___ Exercise data
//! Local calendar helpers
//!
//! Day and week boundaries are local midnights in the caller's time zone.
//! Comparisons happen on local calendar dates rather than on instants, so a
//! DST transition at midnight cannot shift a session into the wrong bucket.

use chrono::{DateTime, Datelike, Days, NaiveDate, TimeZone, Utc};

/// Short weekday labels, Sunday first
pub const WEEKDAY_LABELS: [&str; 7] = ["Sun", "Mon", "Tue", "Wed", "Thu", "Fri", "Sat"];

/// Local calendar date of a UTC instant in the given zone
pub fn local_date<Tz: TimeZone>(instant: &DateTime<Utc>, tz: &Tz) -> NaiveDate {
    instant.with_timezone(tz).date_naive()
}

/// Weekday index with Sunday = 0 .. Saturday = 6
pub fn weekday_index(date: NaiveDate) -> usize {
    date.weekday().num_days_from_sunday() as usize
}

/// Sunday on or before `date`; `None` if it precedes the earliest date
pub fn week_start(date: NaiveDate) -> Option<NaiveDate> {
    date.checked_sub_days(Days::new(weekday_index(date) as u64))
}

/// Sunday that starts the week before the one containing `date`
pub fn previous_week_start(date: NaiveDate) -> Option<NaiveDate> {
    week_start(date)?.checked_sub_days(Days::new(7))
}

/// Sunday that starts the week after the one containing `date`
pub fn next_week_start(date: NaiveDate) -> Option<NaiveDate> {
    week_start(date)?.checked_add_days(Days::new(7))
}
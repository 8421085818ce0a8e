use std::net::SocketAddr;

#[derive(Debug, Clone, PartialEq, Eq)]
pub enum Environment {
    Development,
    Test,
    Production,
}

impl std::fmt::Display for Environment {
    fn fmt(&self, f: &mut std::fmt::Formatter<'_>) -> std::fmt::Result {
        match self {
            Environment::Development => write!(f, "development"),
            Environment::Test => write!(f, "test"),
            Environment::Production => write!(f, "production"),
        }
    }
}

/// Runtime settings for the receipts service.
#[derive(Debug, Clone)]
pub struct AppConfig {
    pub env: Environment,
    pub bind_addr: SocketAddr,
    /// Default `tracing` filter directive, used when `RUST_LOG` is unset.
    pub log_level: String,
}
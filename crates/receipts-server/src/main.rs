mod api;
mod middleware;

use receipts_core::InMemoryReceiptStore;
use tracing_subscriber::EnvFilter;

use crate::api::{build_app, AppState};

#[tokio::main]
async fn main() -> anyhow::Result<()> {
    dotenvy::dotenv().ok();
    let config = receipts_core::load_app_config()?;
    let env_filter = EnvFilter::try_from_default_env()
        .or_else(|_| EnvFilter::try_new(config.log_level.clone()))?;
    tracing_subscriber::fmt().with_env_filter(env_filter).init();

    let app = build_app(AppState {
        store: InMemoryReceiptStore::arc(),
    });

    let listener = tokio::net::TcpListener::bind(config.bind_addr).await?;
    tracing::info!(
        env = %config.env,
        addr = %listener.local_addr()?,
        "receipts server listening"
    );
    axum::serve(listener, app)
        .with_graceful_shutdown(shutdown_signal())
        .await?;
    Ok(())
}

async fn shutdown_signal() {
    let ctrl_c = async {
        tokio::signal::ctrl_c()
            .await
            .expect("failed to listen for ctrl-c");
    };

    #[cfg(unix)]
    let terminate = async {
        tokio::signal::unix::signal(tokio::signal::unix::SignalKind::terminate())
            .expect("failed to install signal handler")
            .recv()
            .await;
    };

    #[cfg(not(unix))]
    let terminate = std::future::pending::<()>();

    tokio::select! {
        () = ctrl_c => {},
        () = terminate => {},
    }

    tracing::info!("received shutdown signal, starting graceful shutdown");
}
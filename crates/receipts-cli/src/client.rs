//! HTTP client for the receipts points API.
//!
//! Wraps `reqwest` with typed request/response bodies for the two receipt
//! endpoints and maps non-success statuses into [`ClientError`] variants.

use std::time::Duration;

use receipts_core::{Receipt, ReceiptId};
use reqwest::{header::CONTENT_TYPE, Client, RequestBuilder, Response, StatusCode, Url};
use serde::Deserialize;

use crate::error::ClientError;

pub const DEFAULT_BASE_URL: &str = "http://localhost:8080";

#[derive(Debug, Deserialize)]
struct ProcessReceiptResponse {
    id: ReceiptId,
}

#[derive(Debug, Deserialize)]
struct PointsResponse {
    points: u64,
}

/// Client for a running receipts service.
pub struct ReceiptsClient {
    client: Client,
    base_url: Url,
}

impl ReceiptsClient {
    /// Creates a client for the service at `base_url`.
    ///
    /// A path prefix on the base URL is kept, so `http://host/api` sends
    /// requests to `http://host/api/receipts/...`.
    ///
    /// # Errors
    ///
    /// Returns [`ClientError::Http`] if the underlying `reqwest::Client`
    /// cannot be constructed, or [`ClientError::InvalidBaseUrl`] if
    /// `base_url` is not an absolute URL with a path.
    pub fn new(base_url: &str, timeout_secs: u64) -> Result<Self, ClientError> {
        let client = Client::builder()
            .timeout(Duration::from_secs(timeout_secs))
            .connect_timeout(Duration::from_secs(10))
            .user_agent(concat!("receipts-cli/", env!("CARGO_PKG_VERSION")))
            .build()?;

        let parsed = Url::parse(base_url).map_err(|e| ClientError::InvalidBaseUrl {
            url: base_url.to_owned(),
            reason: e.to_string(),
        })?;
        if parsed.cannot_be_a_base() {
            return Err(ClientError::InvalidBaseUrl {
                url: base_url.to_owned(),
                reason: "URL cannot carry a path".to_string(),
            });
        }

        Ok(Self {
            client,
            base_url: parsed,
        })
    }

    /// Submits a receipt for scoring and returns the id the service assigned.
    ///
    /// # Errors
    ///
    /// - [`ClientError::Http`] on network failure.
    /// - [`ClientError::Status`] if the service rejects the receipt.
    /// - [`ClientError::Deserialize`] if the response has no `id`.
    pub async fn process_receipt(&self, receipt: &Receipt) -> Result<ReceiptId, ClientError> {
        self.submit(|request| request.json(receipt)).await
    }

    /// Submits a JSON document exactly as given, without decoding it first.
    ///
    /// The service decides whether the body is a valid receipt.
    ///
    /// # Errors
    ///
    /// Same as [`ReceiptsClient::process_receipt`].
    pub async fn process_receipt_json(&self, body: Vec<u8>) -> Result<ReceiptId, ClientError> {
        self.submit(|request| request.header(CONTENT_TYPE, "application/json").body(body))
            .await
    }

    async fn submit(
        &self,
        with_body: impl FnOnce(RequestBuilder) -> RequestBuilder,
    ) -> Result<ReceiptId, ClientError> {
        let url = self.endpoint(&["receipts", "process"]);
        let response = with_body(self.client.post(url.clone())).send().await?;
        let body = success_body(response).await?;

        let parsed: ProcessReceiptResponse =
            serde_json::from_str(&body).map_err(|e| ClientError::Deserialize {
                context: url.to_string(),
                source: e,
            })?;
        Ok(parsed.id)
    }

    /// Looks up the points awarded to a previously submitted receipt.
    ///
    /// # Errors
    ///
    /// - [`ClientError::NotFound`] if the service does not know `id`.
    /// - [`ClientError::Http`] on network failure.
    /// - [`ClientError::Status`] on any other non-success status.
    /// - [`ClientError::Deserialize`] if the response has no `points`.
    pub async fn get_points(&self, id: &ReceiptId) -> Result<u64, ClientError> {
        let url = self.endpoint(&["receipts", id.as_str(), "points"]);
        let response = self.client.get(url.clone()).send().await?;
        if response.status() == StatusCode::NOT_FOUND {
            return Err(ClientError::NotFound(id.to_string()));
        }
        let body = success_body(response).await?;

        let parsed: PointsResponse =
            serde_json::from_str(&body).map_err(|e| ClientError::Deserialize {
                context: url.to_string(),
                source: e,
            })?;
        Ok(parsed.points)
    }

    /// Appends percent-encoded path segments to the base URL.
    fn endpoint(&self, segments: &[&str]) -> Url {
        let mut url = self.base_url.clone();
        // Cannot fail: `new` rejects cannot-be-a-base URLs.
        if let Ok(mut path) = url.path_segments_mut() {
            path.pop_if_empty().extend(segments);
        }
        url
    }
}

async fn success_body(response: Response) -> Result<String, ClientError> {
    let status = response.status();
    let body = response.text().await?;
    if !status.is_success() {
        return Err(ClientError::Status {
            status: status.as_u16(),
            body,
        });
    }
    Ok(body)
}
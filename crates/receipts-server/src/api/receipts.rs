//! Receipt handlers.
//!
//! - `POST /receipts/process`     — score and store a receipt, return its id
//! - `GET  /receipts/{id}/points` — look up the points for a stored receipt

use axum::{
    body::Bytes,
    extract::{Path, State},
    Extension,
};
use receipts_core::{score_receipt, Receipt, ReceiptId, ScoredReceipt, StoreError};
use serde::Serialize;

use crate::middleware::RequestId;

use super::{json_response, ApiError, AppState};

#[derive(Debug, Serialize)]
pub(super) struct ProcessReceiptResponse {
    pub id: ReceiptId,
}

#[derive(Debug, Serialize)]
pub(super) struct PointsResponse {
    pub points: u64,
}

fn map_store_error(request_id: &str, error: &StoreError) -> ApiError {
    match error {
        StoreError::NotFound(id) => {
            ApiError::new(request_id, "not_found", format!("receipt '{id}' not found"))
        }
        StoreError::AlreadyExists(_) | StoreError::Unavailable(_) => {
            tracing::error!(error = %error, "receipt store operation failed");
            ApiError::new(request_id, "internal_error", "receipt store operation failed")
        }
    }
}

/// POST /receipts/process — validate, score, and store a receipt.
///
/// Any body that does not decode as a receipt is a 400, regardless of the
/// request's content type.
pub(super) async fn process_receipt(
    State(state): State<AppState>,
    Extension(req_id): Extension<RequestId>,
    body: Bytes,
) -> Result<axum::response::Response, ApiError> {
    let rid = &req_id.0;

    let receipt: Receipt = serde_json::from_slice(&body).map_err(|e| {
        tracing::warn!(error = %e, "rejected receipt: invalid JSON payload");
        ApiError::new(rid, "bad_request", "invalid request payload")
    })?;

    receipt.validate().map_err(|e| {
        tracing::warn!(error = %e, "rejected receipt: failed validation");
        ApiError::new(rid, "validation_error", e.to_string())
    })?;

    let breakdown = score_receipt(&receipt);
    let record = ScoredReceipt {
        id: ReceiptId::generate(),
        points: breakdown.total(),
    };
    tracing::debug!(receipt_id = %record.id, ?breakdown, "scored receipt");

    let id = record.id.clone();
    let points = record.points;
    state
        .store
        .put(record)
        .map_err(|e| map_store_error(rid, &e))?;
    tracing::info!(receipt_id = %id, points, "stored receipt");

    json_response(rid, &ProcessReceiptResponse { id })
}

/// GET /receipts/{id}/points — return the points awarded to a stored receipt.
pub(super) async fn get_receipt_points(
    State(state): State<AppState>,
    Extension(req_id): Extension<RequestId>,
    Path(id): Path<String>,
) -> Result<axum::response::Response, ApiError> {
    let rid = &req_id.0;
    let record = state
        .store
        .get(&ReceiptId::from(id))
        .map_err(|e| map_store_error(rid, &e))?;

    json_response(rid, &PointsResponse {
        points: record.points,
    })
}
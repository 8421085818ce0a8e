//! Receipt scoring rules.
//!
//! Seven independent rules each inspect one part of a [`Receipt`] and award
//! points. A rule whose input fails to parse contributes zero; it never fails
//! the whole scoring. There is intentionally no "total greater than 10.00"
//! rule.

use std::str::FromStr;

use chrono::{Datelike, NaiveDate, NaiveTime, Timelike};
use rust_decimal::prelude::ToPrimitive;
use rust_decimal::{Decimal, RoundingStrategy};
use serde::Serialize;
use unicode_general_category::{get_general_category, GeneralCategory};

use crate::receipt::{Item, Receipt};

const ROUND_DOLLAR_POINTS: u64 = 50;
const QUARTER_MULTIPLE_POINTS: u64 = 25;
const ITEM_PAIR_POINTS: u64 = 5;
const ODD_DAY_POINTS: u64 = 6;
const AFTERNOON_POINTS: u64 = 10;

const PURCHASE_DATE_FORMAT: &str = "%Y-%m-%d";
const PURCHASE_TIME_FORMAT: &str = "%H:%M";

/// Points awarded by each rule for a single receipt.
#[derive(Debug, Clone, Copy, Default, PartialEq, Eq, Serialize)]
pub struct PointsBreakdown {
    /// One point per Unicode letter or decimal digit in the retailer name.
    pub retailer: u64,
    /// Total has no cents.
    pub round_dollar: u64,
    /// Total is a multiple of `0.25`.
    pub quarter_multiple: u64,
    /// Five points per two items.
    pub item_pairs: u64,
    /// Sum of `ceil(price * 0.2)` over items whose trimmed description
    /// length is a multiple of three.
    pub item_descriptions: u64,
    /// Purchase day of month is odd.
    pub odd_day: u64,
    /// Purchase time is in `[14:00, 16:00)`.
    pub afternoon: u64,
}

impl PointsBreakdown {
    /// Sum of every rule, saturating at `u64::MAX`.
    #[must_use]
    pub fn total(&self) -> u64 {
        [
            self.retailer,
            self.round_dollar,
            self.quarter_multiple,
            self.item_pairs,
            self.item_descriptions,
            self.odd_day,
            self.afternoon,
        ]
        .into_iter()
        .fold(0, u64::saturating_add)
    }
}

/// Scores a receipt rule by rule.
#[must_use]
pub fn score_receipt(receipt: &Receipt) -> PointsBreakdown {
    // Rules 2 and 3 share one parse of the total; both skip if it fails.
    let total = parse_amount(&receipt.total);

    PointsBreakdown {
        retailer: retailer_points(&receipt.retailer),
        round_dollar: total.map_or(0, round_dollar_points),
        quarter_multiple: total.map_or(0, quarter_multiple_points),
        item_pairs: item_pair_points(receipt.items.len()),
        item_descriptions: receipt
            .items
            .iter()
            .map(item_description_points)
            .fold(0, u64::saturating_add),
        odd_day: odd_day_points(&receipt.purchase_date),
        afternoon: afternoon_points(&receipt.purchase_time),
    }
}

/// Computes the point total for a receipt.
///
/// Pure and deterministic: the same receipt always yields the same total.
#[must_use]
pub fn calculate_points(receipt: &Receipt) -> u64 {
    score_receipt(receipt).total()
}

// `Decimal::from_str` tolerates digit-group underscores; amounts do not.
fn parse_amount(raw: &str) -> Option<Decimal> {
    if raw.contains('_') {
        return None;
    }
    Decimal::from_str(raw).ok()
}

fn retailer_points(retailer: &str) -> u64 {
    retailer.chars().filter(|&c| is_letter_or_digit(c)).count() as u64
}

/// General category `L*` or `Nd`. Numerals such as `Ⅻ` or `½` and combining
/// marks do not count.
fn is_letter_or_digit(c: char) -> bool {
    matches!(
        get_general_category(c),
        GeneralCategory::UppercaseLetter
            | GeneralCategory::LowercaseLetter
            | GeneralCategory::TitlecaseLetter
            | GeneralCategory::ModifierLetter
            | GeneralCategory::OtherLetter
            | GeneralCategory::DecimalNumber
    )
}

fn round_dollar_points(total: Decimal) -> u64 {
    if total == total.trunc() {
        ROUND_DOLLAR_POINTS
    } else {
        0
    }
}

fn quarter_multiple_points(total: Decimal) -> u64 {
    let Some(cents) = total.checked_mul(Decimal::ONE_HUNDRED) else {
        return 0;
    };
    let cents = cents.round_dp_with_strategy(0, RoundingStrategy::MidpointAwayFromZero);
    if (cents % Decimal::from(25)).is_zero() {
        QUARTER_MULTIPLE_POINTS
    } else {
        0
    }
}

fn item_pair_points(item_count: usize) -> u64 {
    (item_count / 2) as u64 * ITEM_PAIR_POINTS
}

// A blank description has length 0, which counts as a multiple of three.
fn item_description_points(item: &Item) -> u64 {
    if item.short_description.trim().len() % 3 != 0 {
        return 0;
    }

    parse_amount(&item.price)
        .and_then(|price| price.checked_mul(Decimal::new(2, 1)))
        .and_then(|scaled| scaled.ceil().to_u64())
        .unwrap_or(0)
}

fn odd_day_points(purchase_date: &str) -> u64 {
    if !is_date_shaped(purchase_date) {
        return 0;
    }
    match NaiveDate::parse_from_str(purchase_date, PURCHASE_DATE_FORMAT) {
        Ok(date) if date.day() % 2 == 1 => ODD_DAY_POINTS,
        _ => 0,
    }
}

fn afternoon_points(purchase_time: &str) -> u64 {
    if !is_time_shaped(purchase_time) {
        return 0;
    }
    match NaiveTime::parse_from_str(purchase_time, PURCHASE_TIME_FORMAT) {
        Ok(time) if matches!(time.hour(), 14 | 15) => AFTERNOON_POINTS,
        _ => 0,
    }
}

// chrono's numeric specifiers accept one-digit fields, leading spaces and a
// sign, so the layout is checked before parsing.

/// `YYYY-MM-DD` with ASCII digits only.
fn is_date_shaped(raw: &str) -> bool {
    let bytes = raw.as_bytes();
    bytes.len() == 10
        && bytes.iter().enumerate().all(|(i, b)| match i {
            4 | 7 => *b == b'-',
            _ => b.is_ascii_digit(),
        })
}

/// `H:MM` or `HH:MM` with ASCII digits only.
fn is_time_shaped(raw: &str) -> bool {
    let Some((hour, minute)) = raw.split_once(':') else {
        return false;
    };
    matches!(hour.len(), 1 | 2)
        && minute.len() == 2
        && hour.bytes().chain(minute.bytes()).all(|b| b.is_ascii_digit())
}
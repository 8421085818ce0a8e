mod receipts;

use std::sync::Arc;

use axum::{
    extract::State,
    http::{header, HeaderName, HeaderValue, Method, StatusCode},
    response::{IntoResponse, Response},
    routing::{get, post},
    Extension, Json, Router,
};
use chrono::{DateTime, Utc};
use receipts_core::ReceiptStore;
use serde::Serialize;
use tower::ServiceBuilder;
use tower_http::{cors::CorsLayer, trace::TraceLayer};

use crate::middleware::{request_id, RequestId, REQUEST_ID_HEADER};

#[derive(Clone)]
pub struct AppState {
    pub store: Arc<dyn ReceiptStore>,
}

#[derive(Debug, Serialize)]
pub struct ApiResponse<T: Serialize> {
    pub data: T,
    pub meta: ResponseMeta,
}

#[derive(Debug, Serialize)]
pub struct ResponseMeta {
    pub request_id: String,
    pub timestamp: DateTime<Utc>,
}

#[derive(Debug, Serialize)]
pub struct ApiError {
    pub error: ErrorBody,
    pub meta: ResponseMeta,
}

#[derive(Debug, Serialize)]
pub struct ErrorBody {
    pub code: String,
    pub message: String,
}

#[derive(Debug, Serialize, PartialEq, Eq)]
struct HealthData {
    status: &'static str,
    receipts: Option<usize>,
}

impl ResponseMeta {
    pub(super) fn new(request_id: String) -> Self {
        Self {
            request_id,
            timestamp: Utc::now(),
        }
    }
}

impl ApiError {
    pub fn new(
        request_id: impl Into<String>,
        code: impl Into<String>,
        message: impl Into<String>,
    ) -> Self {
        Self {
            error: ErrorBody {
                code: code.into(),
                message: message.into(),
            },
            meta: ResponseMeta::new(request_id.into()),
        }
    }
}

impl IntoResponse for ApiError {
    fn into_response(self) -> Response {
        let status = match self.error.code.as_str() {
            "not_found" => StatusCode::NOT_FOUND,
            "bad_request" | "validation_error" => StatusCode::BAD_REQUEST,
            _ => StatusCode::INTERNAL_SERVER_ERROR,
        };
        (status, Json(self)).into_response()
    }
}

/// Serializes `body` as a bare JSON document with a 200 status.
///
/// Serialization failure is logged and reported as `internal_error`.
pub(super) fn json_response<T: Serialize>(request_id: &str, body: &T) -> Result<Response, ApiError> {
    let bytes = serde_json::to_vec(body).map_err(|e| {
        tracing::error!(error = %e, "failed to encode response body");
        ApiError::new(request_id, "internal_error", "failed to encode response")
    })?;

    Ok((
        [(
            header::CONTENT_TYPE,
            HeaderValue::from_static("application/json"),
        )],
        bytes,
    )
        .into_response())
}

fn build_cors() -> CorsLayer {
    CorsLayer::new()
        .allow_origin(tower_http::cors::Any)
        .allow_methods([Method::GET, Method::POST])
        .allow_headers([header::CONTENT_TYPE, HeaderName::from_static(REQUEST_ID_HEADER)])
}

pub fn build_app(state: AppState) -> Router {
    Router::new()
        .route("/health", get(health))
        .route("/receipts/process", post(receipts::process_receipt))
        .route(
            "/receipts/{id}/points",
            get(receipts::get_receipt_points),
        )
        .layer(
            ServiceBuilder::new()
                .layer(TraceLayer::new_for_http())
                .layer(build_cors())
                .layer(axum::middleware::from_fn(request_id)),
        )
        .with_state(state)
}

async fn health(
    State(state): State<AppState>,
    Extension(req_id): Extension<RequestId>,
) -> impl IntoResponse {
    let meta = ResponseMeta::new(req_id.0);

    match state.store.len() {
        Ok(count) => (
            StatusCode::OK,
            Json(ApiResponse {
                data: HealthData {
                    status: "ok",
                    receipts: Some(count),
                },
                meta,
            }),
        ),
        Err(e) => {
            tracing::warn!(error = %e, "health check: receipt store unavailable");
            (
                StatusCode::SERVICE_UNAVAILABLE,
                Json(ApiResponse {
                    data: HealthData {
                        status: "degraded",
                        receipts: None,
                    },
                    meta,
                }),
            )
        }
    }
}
______
> _Directions for this task_: Output each line of the records above exactly, beginning at the first, and stop once the line containing "the week before" has been output.

> _Solution to this problem_:
//! Local calendar helpers
//!
//! Day and week boundaries are local midnights in the caller's time zone.
//! Comparisons happen on local calendar dates rather than on instants, so a
//! DST transition at midnight cannot shift a session into the wrong bucket.

use chrono::{DateTime, Datelike, Days, NaiveDate, TimeZone, Utc};

/// Short weekday labels, Sunday first
pub const WEEKDAY_LABELS: [&str; 7] = ["Sun", "Mon", "Tue", "Wed", "Thu", "Fri", "Sat"];

/// Local calendar date of a UTC instant in the given zone
pub fn local_date<Tz: TimeZone>(instant: &DateTime<Utc>, tz: &Tz) -> NaiveDate {
    instant.with_timezone(tz).date_naive()
}

/// Weekday index with Sunday = 0 .. Saturday = 6
pub fn weekday_index(date: NaiveDate) -> usize {
    date.weekday().num_days_from_sunday() as usize
}

/// Sunday on or before `date`; `None` if it precedes the earliest date
pub fn week_start(date: NaiveDate) -> Option<NaiveDate> {
    date.checked_sub_days(Days::new(weekday_index(date) as u64))
}

/// Sunday that starts the week before the one containing `date`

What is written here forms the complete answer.